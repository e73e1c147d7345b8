use super::filter::{PairFilter, PairFilterChain};
use super::finder::{ClosePairFinder, PairSink, QuadraticFinder};
use super::pair_list::{IndexPair, PairList};
use crate::core::models::ids::ObjectId;
use crate::core::models::object::{Sphere, TrackedObject};
use crate::core::models::point_set::PointSet;
use crate::core::spatial::distance::DistanceMode;
use crate::core::spatial::periodic::PeriodicBox;
use itertools::Itertools;
use thiserror::Error;

/// Safety factor applied to the radius a list is checked against, absorbing
/// rounding at the exact envelope boundary.
const CHECK_FACTOR: f64 = 0.9;

#[derive(Debug, Clone, PartialEq, Error)]
pub enum InvariantViolation {
    #[error("Pair {pair:?} is listed more than once")]
    Duplicate { pair: IndexPair },
    #[error("Pair {pair:?} pairs an object with itself")]
    SelfPair { pair: IndexPair },
    #[error("Pair {pair:?} is not in canonical order")]
    NonCanonical { pair: IndexPair },
    #[error("Pair {pair:?} is out of sorted order")]
    Unsorted { pair: IndexPair },
    #[error("Pair {pair:?} references an object outside the point set")]
    OutOfRange { pair: IndexPair },
    #[error("Pair {pair:?} is excluded by filter '{filter}'")]
    Filtered { pair: IndexPair, filter: String },
    #[error("Pair {pair:?} at separation {separation} is missing (checked up to {threshold})")]
    Missing {
        pair: IndexPair,
        separation: f64,
        threshold: f64,
    },
    #[error("Filter '{filter}' gives different verdicts for ({a}, {b}) and ({b}, {a})")]
    AsymmetricFilter {
        filter: String,
        a: ObjectId,
        b: ObjectId,
    },
}

/// Exhaustive validator for maintained pair lists.
///
/// Recomputes the brute-force answer at `0.9 * (distance + 2 * slack - drift)`,
/// where `drift` is the largest motion since the list's snapshot, and checks
/// that every such pair is listed. It also checks the structural invariants of
/// the list itself.
#[derive(Debug, Clone, Copy)]
pub struct ConsistencyChecker {
    mode: DistanceMode,
    distance: f64,
    slack: f64,
    periodic: Option<PeriodicBox>,
}

impl ConsistencyChecker {
    pub fn new(mode: DistanceMode, distance: f64, slack: f64) -> Self {
        Self {
            mode,
            distance,
            slack,
            periodic: None,
        }
    }

    pub fn with_periodic_box(mut self, periodic: Option<PeriodicBox>) -> Self {
        self.periodic = periodic;
        self
    }

    fn reference(&self) -> QuadraticFinder {
        QuadraticFinder::new(self.mode).with_periodic_box(self.periodic)
    }

    fn separation(&self, a: &Sphere, b: &Sphere) -> f64 {
        match &self.periodic {
            Some(cell) => self.mode.distance_periodic(a, b, cell),
            None => self.mode.distance(a, b),
        }
    }

    /// The separation up to which every pair must be listed.
    pub fn check_threshold(&self, drift: f64) -> f64 {
        CHECK_FACTOR * (self.distance + 2.0 * self.slack - drift)
    }

    pub fn check_self(
        &self,
        points: &PointSet,
        list: &PairList,
        filters: &PairFilterChain,
        max_displacement: f64,
    ) -> Result<(), InvariantViolation> {
        check_order(list)?;
        let objects = points.objects();
        for &pair in list {
            let (i, j) = pair;
            if i == j {
                return Err(InvariantViolation::SelfPair { pair });
            }
            if i > j {
                return Err(InvariantViolation::NonCanonical { pair });
            }
            if j >= objects.len() {
                return Err(InvariantViolation::OutOfRange { pair });
            }
            check_not_filtered(pair, &objects[i], &objects[j], filters)?;
        }

        let threshold = self.check_threshold(2.0 * max_displacement);
        if !(threshold >= 0.0) {
            return Ok(());
        }
        let spheres = points.spheres();
        let mut sink = PairSink::new(None);
        self.reference().self_pairs(&spheres, threshold, &mut sink);
        for pair in sink.finish().unwrap_or_default() {
            let (i, j) = pair;
            if filters.excludes(&objects[i], &objects[j]) || list.contains(&pair) {
                continue;
            }
            return Err(InvariantViolation::Missing {
                pair,
                separation: self.separation(&spheres[i], &spheres[j]),
                threshold,
            });
        }
        Ok(())
    }

    pub fn check_bipartite(
        &self,
        a: &PointSet,
        b: &PointSet,
        list: &PairList,
        filters: &PairFilterChain,
        max_displacement: f64,
    ) -> Result<(), InvariantViolation> {
        check_order(list)?;
        let (objects_a, objects_b) = (a.objects(), b.objects());
        for &pair in list {
            let (i, j) = pair;
            if i >= objects_a.len() || j >= objects_b.len() {
                return Err(InvariantViolation::OutOfRange { pair });
            }
            check_not_filtered(pair, &objects_a[i], &objects_b[j], filters)?;
        }

        let threshold = self.check_threshold(max_displacement);
        if !(threshold >= 0.0) {
            return Ok(());
        }
        let (spheres_a, spheres_b) = (a.spheres(), b.spheres());
        let mut sink = PairSink::new(None);
        self.reference().cross_pairs(&spheres_a, &spheres_b, threshold, &mut sink);
        for pair in sink.finish().unwrap_or_default() {
            let (i, j) = pair;
            if filters.excludes(&objects_a[i], &objects_b[j]) || list.contains(&pair) {
                continue;
            }
            return Err(InvariantViolation::Missing {
                pair,
                separation: self.separation(&spheres_a[i], &spheres_b[j]),
                threshold,
            });
        }
        Ok(())
    }
}

/// Checks that `filter` gives the same verdict for every pair in both orders.
pub fn check_filter_symmetry(
    filter: &dyn PairFilter,
    points: &PointSet,
) -> Result<(), InvariantViolation> {
    for (a, b) in points.objects().iter().tuple_combinations() {
        if filter.excludes(a, b) != filter.excludes(b, a) {
            return Err(InvariantViolation::AsymmetricFilter {
                filter: filter.name().to_string(),
                a: a.id,
                b: b.id,
            });
        }
    }
    Ok(())
}

fn check_order(list: &PairList) -> Result<(), InvariantViolation> {
    for (&previous, &pair) in list.as_slice().iter().tuple_windows() {
        if previous == pair {
            return Err(InvariantViolation::Duplicate { pair });
        }
        if previous > pair {
            return Err(InvariantViolation::Unsorted { pair });
        }
    }
    Ok(())
}

fn check_not_filtered(
    pair: IndexPair,
    a: &TrackedObject,
    b: &TrackedObject,
    filters: &PairFilterChain,
) -> Result<(), InvariantViolation> {
    match filters.filters().iter().find(|filter| filter.excludes(a, b)) {
        Some(filter) => Err(InvariantViolation::Filtered {
            pair,
            filter: filter.name().to_string(),
        }),
        None => Ok(()),
    }
}
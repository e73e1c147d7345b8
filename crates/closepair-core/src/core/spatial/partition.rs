use super::distance::DistanceMode;
use super::grid::RadiusTieredGrid;
use crate::core::models::object::Sphere;
use serde::Deserialize;
use tracing::trace;

/// Tuning of the radius-band decomposition.
#[derive(Debug, Clone, Copy, PartialEq, Deserialize)]
#[serde(rename_all = "kebab-case", deny_unknown_fields, default)]
pub struct PartitionConfig {
    /// Bands with fewer members than this are merged into a neighbour.
    pub min_grid_size: usize,
    /// Cell size as a multiple of the largest radius in the band.
    pub cell_scale: f64,
    /// Lower bound on the cell size of any band.
    pub min_cell_size: f64,
}

impl Default for PartitionConfig {
    fn default() -> Self {
        Self {
            min_grid_size: 20,
            cell_scale: 1.6,
            min_cell_size: 1.0,
        }
    }
}

impl PartitionConfig {
    pub fn cell_size_for(&self, max_radius: f64) -> f64 {
        self.min_cell_size.max(self.cell_scale * max_radius)
    }
}

/// A radius-homogeneous subset of objects.
///
/// `low` is the lower cut of the first merged bin (exclusive, except for the
/// zero bin) and `high` the upper cut of the last one (inclusive).
#[derive(Debug, Clone, PartialEq)]
pub struct RadiusBand {
    pub low: f64,
    pub high: f64,
    /// Indices of the member objects, in ascending order.
    pub members: Vec<usize>,
    /// Largest effective radius among the members.
    pub max_radius: f64,
    pub cell_size: f64,
}

/// One band together with the grid built over its members.
#[derive(Debug, Clone)]
pub struct BandGrid {
    pub band: RadiusBand,
    pub grid: RadiusTieredGrid,
}

/// The per-band grids covering a whole set of spheres.
///
/// Every object appears in exactly one band.
#[derive(Debug, Clone, Default)]
pub struct Partition {
    pub bands: Vec<BandGrid>,
}

impl Partition {
    pub fn len(&self) -> usize {
        self.bands.len()
    }

    pub fn is_empty(&self) -> bool {
        self.bands.is_empty()
    }

    /// Total number of objects across all bands.
    pub fn object_count(&self) -> usize {
        self.bands.iter().map(|b| b.band.members.len()).sum()
    }
}

/// Splits a set of spheres into power-of-two radius bands and grids them.
#[derive(Debug, Clone, Copy)]
pub struct GridPartitioner {
    config: PartitionConfig,
    mode: DistanceMode,
}

impl GridPartitioner {
    pub fn new(config: PartitionConfig, mode: DistanceMode) -> Self {
        Self { config, mode }
    }

    pub fn config(&self) -> &PartitionConfig {
        &self.config
    }

    /// Computes the band decomposition of `spheres` without building grids.
    pub fn bands(&self, spheres: &[Sphere]) -> Vec<RadiusBand> {
        if spheres.is_empty() {
            return Vec::new();
        }

        let radii: Vec<f64> = spheres
            .iter()
            .map(|s| self.mode.effective_radius(s.radius))
            .collect();
        let max_radius = radii.iter().copied().fold(0.0, f64::max);
        let min_nonzero = radii
            .iter()
            .copied()
            .filter(|&r| r > 0.0)
            .fold(f64::INFINITY, f64::min);

        if !min_nonzero.is_finite() {
            return vec![RadiusBand {
                low: 0.0,
                high: 0.0,
                members: (0..spheres.len()).collect(),
                max_radius: 0.0,
                cell_size: self.config.cell_size_for(0.0),
            }];
        }

        let cuts = doubling_cuts(min_nonzero, max_radius);
        let mut bins: Vec<Vec<usize>> = vec![Vec::new(); cuts.len()];
        for (index, &radius) in radii.iter().enumerate() {
            let bin = cuts.partition_point(|&cut| cut < radius).min(cuts.len() - 1);
            bins[bin].push(index);
        }

        self.merge_bins(&cuts, bins, &radii)
    }

    /// Builds the full partition: one grid per band, sized to the band.
    pub fn partition(&self, spheres: &[Sphere]) -> Partition {
        let bands = self
            .bands(spheres)
            .into_iter()
            .map(|band| {
                let grid = RadiusTieredGrid::build(
                    band.members.iter().map(|&i| (i, spheres[i].center)),
                    band.cell_size,
                );
                BandGrid { band, grid }
            })
            .collect::<Vec<_>>();
        trace!(
            objects = spheres.len(),
            bands = bands.len(),
            "Partitioned objects into radius bands."
        );
        Partition { bands }
    }

    fn merge_bins(&self, cuts: &[f64], bins: Vec<Vec<usize>>, radii: &[f64]) -> Vec<RadiusBand> {
        let mut bands: Vec<RadiusBand> = Vec::new();
        let mut pending: Option<RadiusBand> = None;

        for (bin, members) in bins.into_iter().enumerate() {
            if members.is_empty() {
                continue;
            }
            let low = if bin == 0 { 0.0 } else { cuts[bin - 1] };
            let band = pending.get_or_insert_with(|| RadiusBand {
                low,
                high: cuts[bin],
                members: Vec::new(),
                max_radius: 0.0,
                cell_size: 0.0,
            });
            band.high = cuts[bin];
            band.members.extend(members);

            if band.members.len() >= self.config.min_grid_size {
                if let Some(done) = pending.take() {
                    bands.push(done);
                }
            }
        }

        if let Some(tail) = pending {
            match bands.last_mut() {
                Some(last) => {
                    last.high = tail.high;
                    last.members.extend(tail.members);
                }
                None => bands.push(tail),
            }
        }

        for band in &mut bands {
            band.members.sort_unstable();
            band.max_radius = band.members.iter().map(|&i| radii[i]).fold(0.0, f64::max);
            band.cell_size = self.config.cell_size_for(band.max_radius);
        }
        bands
    }
}

/// Upper cuts `0, 2m, 4m, 8m, ...`, stopping at the first cut not below `max_radius`.
fn doubling_cuts(min_nonzero: f64, max_radius: f64) -> Vec<f64> {
    let mut cuts = vec![0.0];
    let mut cut = 2.0 * min_nonzero;
    loop {
        cuts.push(cut);
        if cut >= max_radius || !cut.is_finite() {
            break;
        }
        cut *= 2.0;
    }
    cuts
}
use super::periodic::PeriodicBox;
use crate::core::models::object::Sphere;
use nalgebra::{Point3, Vector3};

/// An axis-aligned bounding box.
#[derive(Debug, Clone, Copy, PartialEq)]
pub struct BoundingBox {
    pub min: Point3<f64>,
    pub max: Point3<f64>,
}

impl BoundingBox {
    /// Creates a box from two opposite corners in any order.
    pub fn new(a: Point3<f64>, b: Point3<f64>) -> Self {
        Self {
            min: a.inf(&b),
            max: a.sup(&b),
        }
    }

    pub fn from_sphere(sphere: &Sphere) -> Self {
        let half = Vector3::repeat(sphere.radius);
        Self {
            min: sphere.center - half,
            max: sphere.center + half,
        }
    }

    pub fn center(&self) -> Point3<f64> {
        nalgebra::center(&self.min, &self.max)
    }

    pub fn half_diagonal(&self) -> f64 {
        (self.max - self.min).norm() * 0.5
    }

    /// Smallest sphere around the box's center that contains the whole box.
    pub fn enclosing_sphere(&self) -> Sphere {
        Sphere::new(self.center(), self.half_diagonal())
    }

    /// Per-axis gap between the boxes; zero along axes where they overlap.
    fn gap(&self, other: &BoundingBox) -> Vector3<f64> {
        Vector3::from_fn(|axis, _| {
            (other.min[axis] - self.max[axis])
                .max(self.min[axis] - other.max[axis])
                .max(0.0)
        })
    }

    /// Euclidean distance between the closest points of the two boxes.
    pub fn distance(&self, other: &BoundingBox) -> f64 {
        self.gap(other).norm()
    }

    pub fn within(&self, other: &BoundingBox, threshold: f64) -> bool {
        threshold >= 0.0 && self.gap(other).norm_squared() <= threshold * threshold
    }

    /// Like [`within`](Self::within), with `other` translated to its nearest
    /// periodic image relative to `self`.
    pub fn within_periodic(&self, other: &BoundingBox, threshold: f64, cell: &PeriodicBox) -> bool {
        let shift = cell.minimum_image(&(other.center() - self.center())) - (other.center() - self.center());
        let moved = BoundingBox {
            min: other.min + shift,
            max: other.max + shift,
        };
        self.within(&moved, threshold)
    }
}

Work instruction | Check each line of the data above for the string "radii", and copy the ones that have it.

The completed task |
        let radii: Vec<f64> = spheres
        let max_radius = radii.iter().copied().fold(0.0, f64::max);
        let min_nonzero = radii
        for (index, &radius) in radii.iter().enumerate() {
        self.merge_bins(&cuts, bins, &radii)
    fn merge_bins(&self, cuts: &[f64], bins: Vec<Vec<usize>>, radii: &[f64]) -> Vec<RadiusBand> {
            band.max_radius = band.members.iter().map(|&i| radii[i]).fold(0.0, f64::max);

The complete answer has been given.